Let’s start with a basic top-down sock. The first step is… Picking yarn, of course! And actually, that’s the least understood part of the deal for most knitters.
Yarn for socks should have multiple plies – at least 4 IMHO, and should be firmly spun and smooth-textured. It shouldn’t be terribly squishy or fuzzy. That smoothness and firm twist are what give sock yarn the strength to resist abrasion and avoid pilling or developing holes too quickly.
Another important issue is fiber. Yarn for socks should be made of a fairly elastic fiber, like wool, and should contain about 15-20% of a something strong and abrasion resistant, like nylon or silk. Wool gets a bad rap sometimes because people think it’s itchy. Luckily, the same firm, smooth twist that makes sock yarn strong also makes wool lie down and behave and NOT ITCH. Others will say that wool is too hot. Not so. At the same weight, wool feels cooler than cotton. This is mostly because, unlike cotton, which feels wet instantly, wool absorbs about 30% of its weight in water before it even begins to feel damp.

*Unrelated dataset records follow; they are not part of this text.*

use ratatui::crossterm::event::{KeyCode, KeyEvent, KeyEventKind, KeyModifiers};

/// Keys understood by list-style widgets, normalised from terminal events.
#[derive(Debug, Clone, Copy, PartialEq, Eq)]
pub enum ListKey {
	Up,
	Down,
	Home,
	End,
	Enter,
	Space,
	Escape,
	Tab,
	/// A printable character destined for the typeahead buffer.
	Char(char),
	Other,
}

impl ListKey {
	/// Normalise a key event.
	///
	/// `typeahead_active` tells whether a typeahead query is in progress, in which
	/// case a space is treated as part of the query rather than a commit.
	#[must_use]
	pub fn from_event(key: &KeyEvent, typeahead_active: bool) -> Self {
		if key.kind == KeyEventKind::Release {
			return Self::Other;
		}
		match key.code {
			KeyCode::Up => Self::Up,
			KeyCode::Down => Self::Down,
			KeyCode::Home => Self::Home,
			KeyCode::End => Self::End,
			KeyCode::Enter => Self::Enter,
			KeyCode::Esc => Self::Escape,
			KeyCode::Tab | KeyCode::BackTab => Self::Tab,
			_ => match crate::typeahead::typeahead_char(key, typeahead_active) {
				Some(ch) => Self::Char(ch),
				None if key.code == KeyCode::Char(' ') && !is_chord(key) => Self::Space,
				None => Self::Other,
			},
		}
	}
}

fn is_chord(key: &KeyEvent) -> bool {
	key.modifiers
		.intersects(KeyModifiers::CONTROL | KeyModifiers::ALT | KeyModifiers::SUPER)
}

#[cfg(test)]
mod tests {
	use super::*;

	fn key(code: KeyCode) -> KeyEvent {
		KeyEvent::new(code, KeyModifiers::NONE)
	}

	#[test]
	fn space_commits_unless_typing() {
		assert_eq!(ListKey::from_event(&key(KeyCode::Char(' ')), false), ListKey::Space);
		assert_eq!(
			ListKey::from_event(&key(KeyCode::Char(' ')), true),
			ListKey::Char(' ')
		);
	}

	#[test]
	fn chords_are_ignored() {
		let chord = KeyEvent::new(KeyCode::Char('x'), KeyModifiers::CONTROL);
		assert_eq!(ListKey::from_event(&chord, false), ListKey::Other);
		assert_eq!(ListKey::from_event(&key(KeyCode::BackTab), false), ListKey::Tab);
	}

	#[test]
	fn modified_space_does_not_commit() {
		for modifiers in [KeyModifiers::CONTROL, KeyModifiers::ALT, KeyModifiers::SUPER] {
			let chord = KeyEvent::new(KeyCode::Char(' '), modifiers);
			assert_eq!(ListKey::from_event(&chord, false), ListKey::Other);
		}
		let shifted = KeyEvent::new(KeyCode::Char(' '), KeyModifiers::SHIFT);
		assert_eq!(ListKey::from_event(&shifted, false), ListKey::Space);
	}
}
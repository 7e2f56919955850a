//! Highlight markup helpers.

/// Escape text for embedding in HTML.
pub fn escape_html(text: &str) -> String {
	let mut escaped = String::with_capacity(text.len());
	for ch in text.chars() {
		match ch {
			'&' => escaped.push_str("&amp;"),
			'<' => escaped.push_str("&lt;"),
			'>' => escaped.push_str("&gt;"),
			'"' => escaped.push_str("&quot;"),
			'\'' => escaped.push_str("&#39;"),
			_ => escaped.push(ch),
		}
	}
	escaped
}

/// Escape `text` and wrap every case-insensitive occurrence of a query token.
///
/// Used when the backend returned no highlight for a field.
pub fn wrap_matches(text: &str, query: &str, start_tag: &str, end_tag: &str) -> String {
	let tokens: Vec<String> = query
		.split_whitespace()
		.map(str::to_lowercase)
		.filter(|token| !token.is_empty())
		.collect();
	if tokens.is_empty() {
		return escape_html(text);
	}

	let spans = match_spans(text, &tokens);
	let mut out = String::with_capacity(text.len() + spans.len() * (start_tag.len() + end_tag.len()));
	let mut cursor = 0;
	for (start, end) in spans {
		out.push_str(&escape_html(&text[cursor..start]));
		out.push_str(start_tag);
		out.push_str(&escape_html(&text[start..end]));
		out.push_str(end_tag);
		cursor = end;
	}
	out.push_str(&escape_html(&text[cursor..]));
	out
}

/// Byte ranges of non-overlapping token matches, left to right.
///
/// Matching lowercases per character, so ranges always fall on char
/// boundaries of the original text.
fn match_spans(text: &str, tokens: &[String]) -> Vec<(usize, usize)> {
	let chars: Vec<(usize, char)> = text.char_indices().collect();
	let mut spans = Vec::new();
	let mut index = 0;
	while index < chars.len() {
		let longest = tokens
			.iter()
			.filter_map(|token| matches_at(&chars, index, token))
			.max();
		match longest {
			Some(len) => {
				let start = chars[index].0;
				let end = chars.get(index + len).map_or(text.len(), |(offset, _)| *offset);
				spans.push((start, end));
				index += len;
			}
			None => index += 1,
		}
	}
	spans
}

/// Number of chars of `chars[at..]` matched by `token`, if it matches.
fn matches_at(chars: &[(usize, char)], at: usize, token: &str) -> Option<usize> {
	let mut consumed = 0;
	let mut expected = token.chars().peekable();
	while expected.peek().is_some() {
		let (_, ch) = chars.get(at + consumed)?;
		for lower in ch.to_lowercase() {
			if expected.next() != Some(lower) {
				return None;
			}
		}
		consumed += 1;
	}
	(consumed > 0).then_some(consumed)
}

/// Remove highlight tags and decode the entities produced by [`escape_html`].
pub fn strip_markup(text: &str, start_tag: &str, end_tag: &str) -> String {
	let mut plain = text.to_string();
	for tag in [start_tag, end_tag] {
		if !tag.is_empty() {
			plain = plain.replace(tag, "");
		}
	}
	plain
		.replace("&lt;", "<")
		.replace("&gt;", ">")
		.replace("&quot;", "\"")
		.replace("&#39;", "'")
		.replace("&amp;", "&")
}

#[cfg(test)]
mod tests {
	use super::*;

	#[test]
	fn escapes_markup() {
		assert_eq!(escape_html(r#"<a href="x">&'"#), "&lt;a href=&quot;x&quot;&gt;&amp;&#39;");
	}

	#[test]
	fn wraps_every_token_case_insensitively() {
		assert_eq!(
			wrap_matches("Rust and rusty <tools>", "rust TOOLS", "<b>", "</b>"),
			"<b>Rust</b> and <b>rust</b>y &lt;<b>tools</b>&gt;"
		);
	}

	#[test]
	fn prefers_longest_token_at_a_position() {
		assert_eq!(wrap_matches("foobar", "foo foobar", "[", "]"), "[foobar]");
	}

	#[test]
	fn handles_multibyte_text() {
		assert_eq!(wrap_matches("Crème brûlée", "brû", "[", "]"), "Crème [brû]lée");
	}

	#[test]
	fn empty_query_only_escapes() {
		assert_eq!(wrap_matches("a<b", "  ", "[", "]"), "a&lt;b");
	}

	#[test]
	fn strip_reverses_wrap() {
		let wrapped = wrap_matches("Tom & <Jerry>", "jerry", "<mark>", "</mark>");
		assert_eq!(strip_markup(&wrapped, "<mark>", "</mark>"), "Tom & <Jerry>");
	}
}
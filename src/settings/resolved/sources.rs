use std::env;
use std::fmt;

/// Where an effective setting came from, for error messages.
#[derive(Debug, Clone, PartialEq, Eq)]
pub(crate) enum SettingSource {
	CliFlag(&'static str),
	Environment(&'static str),
	ConfigKey(&'static str),
}

impl fmt::Display for SettingSource {
	fn fmt(&self, f: &mut fmt::Formatter<'_>) -> fmt::Result {
		match self {
			Self::CliFlag(flag) => write!(f, "CLI flag `{flag}`"),
			Self::Environment(var) => write!(f, "environment variable `{var}`"),
			Self::ConfigKey(key) => write!(f, "configuration key `{key}`"),
		}
	}
}

const PAGE_SIZE_ENV: &str = "FROND__SEARCH__PAGE_SIZE";
const DEBOUNCE_ENV: &str = "FROND__SEARCH__DEBOUNCE_MS";
const BACKEND_KIND_ENV: &str = "FROND__BACKEND__KIND";
const BACKEND_URL_ENV: &str = "FROND__BACKEND__URL";
const BACKEND_DATA_ENV: &str = "FROND__BACKEND__DATA";

/// Origins of the settings that validation can reject.
#[derive(Debug, Default, Clone)]
pub(crate) struct ConfigSources {
	pub(crate) page_size: Option<SettingSource>,
	pub(crate) debounce: Option<SettingSource>,
	pub(crate) backend_kind: Option<SettingSource>,
	pub(crate) backend_url: Option<SettingSource>,
	pub(crate) backend_data: Option<SettingSource>,
}

impl ConfigSources {
	/// Record settings provided through `FROND__*` variables.
	pub(crate) fn from_environment() -> Self {
		let from_env = |name: &'static str| {
			env::var_os(name)
				.filter(|value| !value.is_empty())
				.map(|_| SettingSource::Environment(name))
		};
		Self {
			page_size: from_env(PAGE_SIZE_ENV),
			debounce: from_env(DEBOUNCE_ENV),
			backend_kind: from_env(BACKEND_KIND_ENV),
			backend_url: from_env(BACKEND_URL_ENV),
			backend_data: from_env(BACKEND_DATA_ENV),
		}
	}

	pub(crate) fn source_for_page_size(&self) -> SettingSource {
		self.page_size
			.clone()
			.unwrap_or(SettingSource::ConfigKey("search.page_size"))
	}

	pub(crate) fn source_for_debounce(&self) -> SettingSource {
		self.debounce
			.clone()
			.unwrap_or(SettingSource::ConfigKey("search.debounce_ms"))
	}

	pub(crate) fn source_for_backend_kind(&self) -> SettingSource {
		self.backend_kind
			.clone()
			.unwrap_or(SettingSource::ConfigKey("backend.kind"))
	}

	pub(crate) fn source_for_backend_url(&self) -> SettingSource {
		self.backend_url
			.clone()
			.unwrap_or(SettingSource::ConfigKey("backend.url"))
	}

	pub(crate) fn source_for_backend_data(&self) -> SettingSource {
		self.backend_data
			.clone()
			.unwrap_or(SettingSource::ConfigKey("backend.data"))
	}
}
use super::ResolvedConfig;

pub(super) fn print_summary(config: &ResolvedConfig) {
	print!("{}", render_summary(config));
}

fn render_summary(config: &ResolvedConfig) -> String {
	let pipeline = &config.pipeline;
	let backend = &config.backend;
	let mut lines = vec![
		"Effective configuration:".to_string(),
		format!("  Debounce: {} ms", pipeline.debounce.as_millis()),
		format!("  Page size: {}", pipeline.params.page_size),
		format!(
			"  Collections: {}",
			pipeline
				.collections
				.iter()
				.map(|spec| spec.name.as_str())
				.collect::<Vec<_>>()
				.join(", ")
		),
		format!(
			"  Highlight tags: {} {}",
			pipeline.params.highlight_start_tag, pipeline.params.highlight_end_tag
		),
		format!("  Excerpt length: {}", pipeline.excerpt_length),
		format!("  Backend: {}", backend.kind.as_str()),
	];
	if let Some(url) = &backend.url {
		lines.push(format!("  Backend URL: {url}"));
	}
	lines.push(format!(
		"  API key: {}",
		if backend.api_key.is_some() { "(set)" } else { "(none)" }
	));
	match &backend.data {
		Some(path) => lines.push(format!("  Corpus: {}", path.display())),
		None => lines.push("  Corpus: (none)".to_string()),
	}
	lines.push(format!("  Backend timeout: {} ms", backend.timeout.as_millis()));

	let mut rendered = lines.join("\n");
	rendered.push('\n');
	rendered
}

#[cfg(test)]
mod tests {
	use std::path::PathBuf;
	use std::time::Duration;

	use frond::search::PipelineConfig;

	use super::super::{BackendKind, BackendSettings};
	use super::*;

	#[test]
	fn summary_lists_effective_values_without_secrets() {
		let config = ResolvedConfig {
			pipeline: PipelineConfig::default(),
			backend: BackendSettings {
				kind: BackendKind::Typesense,
				url: Some("http://search:8108".into()),
				api_key: Some("secret".into()),
				data: None,
				timeout: Duration::from_secs(5),
			},
		};

		let summary = render_summary(&config);
		assert!(summary.contains("Debounce: 300 ms"));
		assert!(summary.contains("Collections: listings, users, protocols, threads"));
		assert!(summary.contains("Backend: typesense"));
		assert!(summary.contains("API key: (set)"));
		assert!(!summary.contains("secret"));
		assert!(summary.contains("Corpus: (none)"));
	}

	#[test]
	fn memory_summary_names_the_corpus() {
		let config = ResolvedConfig {
			pipeline: PipelineConfig::default(),
			backend: BackendSettings {
				kind: BackendKind::Memory,
				url: None,
				api_key: None,
				data: Some(PathBuf::from("/srv/corpus.json")),
				timeout: Duration::from_secs(5),
			},
		};
		assert!(render_summary(&config).contains("Corpus: /srv/corpus.json"));
	}
}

This means that the average 50 gram wool sock can absorb 15 grams of sweat (that’s about a tablespoon) before your feet will start to feel damp. The wool will also allow the moisture to move through the fabric, so that perspiration absorbed at the toes can evaporate outside the shoes from the sock’s cuff.
Lastly, size. Most yarn sold as “sock yarn” in North America is fingering weight (Craft Yarn Council’s size 1) and many yarn stores put all their fingering weight yarn together and call it all “sock yarn.” It isn’t. Even if it’s in the sock yarn section, if it’s fuzzy or single-plied or lumpy, it’s not sock yarn. Go ahead and buy it, but do me a favor and use it for hats or fingerless mitts or scarves. That way, you won’t have to darn your socks quite so soon!
Tomorrow – NEEDLES for socks!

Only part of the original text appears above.